§ Exercise details: Wherever a line below holds the word "events", copy that line.

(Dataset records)
──────
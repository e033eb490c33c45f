mod config;
mod engine;
#[cfg(test)]
mod engine_tests;
mod evaluator;
mod policy;
mod runner;
mod session;

use anyhow::{bail, Context, Result};
use clap::{Parser, Subcommand};
use config::RuntimeTable;
use engine::ExecutionClient;
use exampad_common::config::ExamConfig;
use exampad_common::store::open_store;
use exampad_common::types::{Language, StatusEvent};
use exampad_editor::{KeyEvent, Selection};
use serde::Deserialize;
use session::{Session, SessionObserver, SessionOptions};
use std::fs;
use std::path::{Path, PathBuf};
use tracing::{debug, info, warn};

#[derive(Parser)]
#[command(name = "exampad")]
#[command(about = "Exam code editor - edit, run and test exercise solutions", long_about = None)]
struct Cli {
    /// Store file (overrides EXAMPAD_STORE)
    #[arg(long, global = true)]
    store: Option<PathBuf>,

    #[command(subcommand)]
    command: Commands,
}

#[derive(Subcommand)]
enum Commands {
    /// List supported languages and their pinned runtime versions
    Languages,

    /// Print the saved buffer for one or more questions
    Show {
        /// Question identifier (repeatable)
        #[arg(short, long, required = true)]
        question: Vec<String>,

        /// Language (defaults to the last one used)
        #[arg(short, long)]
        language: Option<String>,
    },

    /// Save a source file as the buffer for a question
    Save {
        #[arg(short, long)]
        question: String,

        #[arg(short, long)]
        language: Option<String>,

        /// Source file to store
        #[arg(short, long)]
        file: PathBuf,
    },

    /// Start one question's buffer from another's
    Copy {
        #[arg(long)]
        from: String,

        #[arg(long)]
        to: String,

        #[arg(short, long)]
        language: Option<String>,
    },

    /// Run the saved buffer once on the execution service
    Run {
        #[arg(short, long)]
        question: String,

        #[arg(short, long)]
        language: Option<String>,

        /// Program input
        #[arg(long, conflicts_with = "stdin_file")]
        stdin: Option<String>,

        /// Read program input from a file
        #[arg(long)]
        stdin_file: Option<PathBuf>,
    },

    /// Run a question file's test cases against the saved buffer
    Test {
        /// JSON question file (question_id, language, initial_code, test_cases)
        #[arg(short = 'f', long)]
        question_file: PathBuf,
    },

    /// Apply a JSON array of key events to the saved buffer
    Replay {
        #[arg(short, long)]
        question: String,

        #[arg(short, long)]
        language: Option<String>,

        /// Key-event script
        #[arg(short, long)]
        script: PathBuf,

        /// Starting caret offset (defaults to the end of the buffer)
        #[arg(long)]
        caret: Option<usize>,

        /// Block copy, cut and paste steps
        #[arg(long)]
        no_clipboard: bool,
    },
}

#[derive(Debug, Clone, Copy, Deserialize)]
#[serde(rename_all = "lowercase")]
enum ClipboardAction {
    Copy,
    Cut,
    Paste,
}

/// One step of a replay script
#[derive(Debug, Deserialize)]
#[serde(untagged)]
enum ScriptStep {
    Clipboard { clipboard: ClipboardAction },
    Select { select: (usize, usize) },
    Key(KeyEvent),
}

/// Forwards session events to the log
struct LogObserver;

impl SessionObserver for LogObserver {
    fn on_status(&self, event: &StatusEvent) {
        debug!(
            chars = event.code.chars().count(),
            passed = ?event.passed,
            all_passed = ?event.all_passed,
            "Status update"
        );
    }

    fn on_run(&self, code: &str) {
        info!(chars = code.chars().count(), "Run triggered");
    }
}

fn parse_language(name: &str) -> Result<Language> {
    match Language::from_key(name) {
        Some(language) => Ok(language),
        None => {
            let valid: Vec<&str> = Language::ALL.iter().map(|l| l.key()).collect();
            bail!("Invalid language: {} (valid options: {})", name, valid.join(", "))
        }
    }
}

fn open_session(config: &ExamConfig, options: SessionOptions) -> Result<Session> {
    let store = open_store(config).context("Failed to open store")?;
    let runtimes = RuntimeTable::load_default()?;
    let client = ExecutionClient::http(runtimes, config);

    let mut session = Session::mount(options, store, client);
    session.subscribe(Box::new(LogObserver));
    Ok(session)
}

/// Mount a question, switching language only when one was asked for
fn open_question(config: &ExamConfig, question: &str, language: Option<&str>) -> Result<Session> {
    let requested = language.map(parse_language).transpose()?;
    let options = SessionOptions::new(question, requested.unwrap_or(Language::Python));
    let mut session = open_session(config, options)?;
    if let Some(language) = requested {
        session.switch_language(language);
    }
    Ok(session)
}

fn read_file(path: &Path) -> Result<String> {
    fs::read_to_string(path).with_context(|| format!("Failed to read {}", path.display()))
}

#[tokio::main]
async fn main() -> Result<()> {
    // Initialize tracing subscriber
    tracing_subscriber::fmt()
        .with_env_filter(
            tracing_subscriber::EnvFilter::try_from_default_env()
                .unwrap_or_else(|_| tracing_subscriber::EnvFilter::new("info")),
        )
        .with_target(false)
        .with_writer(std::io::stderr)
        .init();

    let cli = Cli::parse();

    let mut config = ExamConfig::from_env();
    if let Some(store) = cli.store {
        config.store_path = store;
        config.redis_url = None;
    }

    match cli.command {
        Commands::Languages => {
            let runtimes = RuntimeTable::load_default()?;
            for language in runtimes.list_languages() {
                let runtime = runtimes.get(&language)?;
                println!(
                    "{:<12} {} {}  (comment: {})",
                    runtime.name,
                    runtime.language,
                    runtime.version,
                    language.comment_marker()
                );
            }
        }
        Commands::Show { question, language } => {
            let mut session = open_question(&config, &question[0], language.as_deref())?;
            for (idx, question_id) in question.iter().enumerate() {
                session.set_question(question_id.as_str());
                if question.len() > 1 {
                    if idx > 0 {
                        println!();
                    }
                    println!("== {} ({}) ==", session.question_id(), session.language());
                }
                print!("{}", session.code());
            }
        }
        Commands::Copy { from, to, language } => {
            let source = open_question(&config, &from, language.as_deref())?;
            let code = source.code().to_string();
            let language = source.language();
            let store = source.unmount();

            let runtimes = RuntimeTable::load_default()?;
            let client = ExecutionClient::http(runtimes, &config);
            let mut target = Session::mount(SessionOptions::new(to, language), store, client);
            target.switch_language(language);
            target.replace_all(&code);
            println!(
                "✓ Copied {} ({}) to {}",
                from,
                language,
                target.question_id()
            );
        }
        Commands::Save {
            question,
            language,
            file,
        } => {
            let source = read_file(&file)?;
            let mut session = open_question(&config, &question, language.as_deref())?;
            session.replace_all(&source);
            println!(
                "✓ Saved {} lines for {} ({})",
                session.editor().line_count(),
                session.question_id(),
                session.language()
            );
        }
        Commands::Run {
            question,
            language,
            stdin,
            stdin_file,
        } => {
            let input = match (stdin, stdin_file) {
                (Some(input), _) => input,
                (None, Some(path)) => read_file(&path)?,
                (None, None) => String::new(),
            };
            let mut session = open_question(&config, &question, language.as_deref())?;
            let output = session.run(&input).await;
            println!("{}", output);
        }
        Commands::Test { question_file } => {
            let content = read_file(&question_file)?;
            let options: SessionOptions =
                serde_json::from_str(&content).context("Failed to parse question file")?;
            let cases = options.test_cases.clone();

            let mut session = open_session(&config, options)?;
            let Some(summary) = session.run_tests().await else {
                if cases.is_empty() {
                    println!("No test cases configured");
                } else {
                    println!("{}", session.output());
                }
                return Ok(());
            };

            for (idx, result) in session.test_results() {
                let case = &cases[*idx];
                if result.success {
                    println!("  ✓ Test {}", idx + 1);
                } else {
                    println!("  ✗ Test {}", idx + 1);
                    println!("    Input:    {:?}", case.input);
                    println!("    Expected: {:?}", case.expected.trim());
                    match (&result.actual, &result.error) {
                        (Some(actual), _) => println!("    Got:      {:?}", actual.trim()),
                        (None, Some(error)) => println!("    Error:    {}", error),
                        (None, None) => {}
                    }
                }
            }
            println!("{}", summary);

            if !summary.all_passed() {
                std::process::exit(1);
            }
        }
        Commands::Replay {
            question,
            language,
            script,
            caret,
            no_clipboard,
        } => {
            let steps: Vec<ScriptStep> = serde_json::from_str(&read_file(&script)?)
                .context("Failed to parse key-event script")?;
            let requested = language.as_deref().map(parse_language).transpose()?;
            let mut options = SessionOptions::new(question, requested.unwrap_or(Language::Python));
            options.allow_copy_paste = !no_clipboard;
            let mut session = open_session(&config, options)?;
            if let Some(language) = requested {
                session.switch_language(language);
            }

            let end = session.editor().buffer().len_chars();
            session.set_selection(Selection::caret(caret.unwrap_or(end)));
            let mut clipboard = String::new();
            for step in &steps {
                match step {
                    ScriptStep::Key(event) => {
                        let outcome = session.handle_key(event);
                        debug!(intent = ?outcome.intent, changed = outcome.changed, "Key applied");
                    }
                    ScriptStep::Select { select: (start, end) } => {
                        session.set_selection(Selection::new(*start, *end));
                    }
                    ScriptStep::Clipboard { clipboard: action } => {
                        let allowed = match action {
                            ClipboardAction::Copy => session.copy().map(|text| clipboard = text).is_some(),
                            ClipboardAction::Cut => session.cut().map(|text| clipboard = text).is_some(),
                            ClipboardAction::Paste => session.paste(&clipboard),
                        };
                        if !allowed {
                            warn!(action = ?action, "Clipboard step blocked");
                        }
                    }
                }
            }

            let selection = session.editor().selection();
            info!(
                steps = steps.len(),
                start = selection.start,
                end = selection.end,
                "Replay complete"
            );
            print!("{}", session.code());
        }
    }

    Ok(())
}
──────
§ Problem solution:
    /// Apply a JSON array of key events to the saved buffer
/// Forwards session events to the log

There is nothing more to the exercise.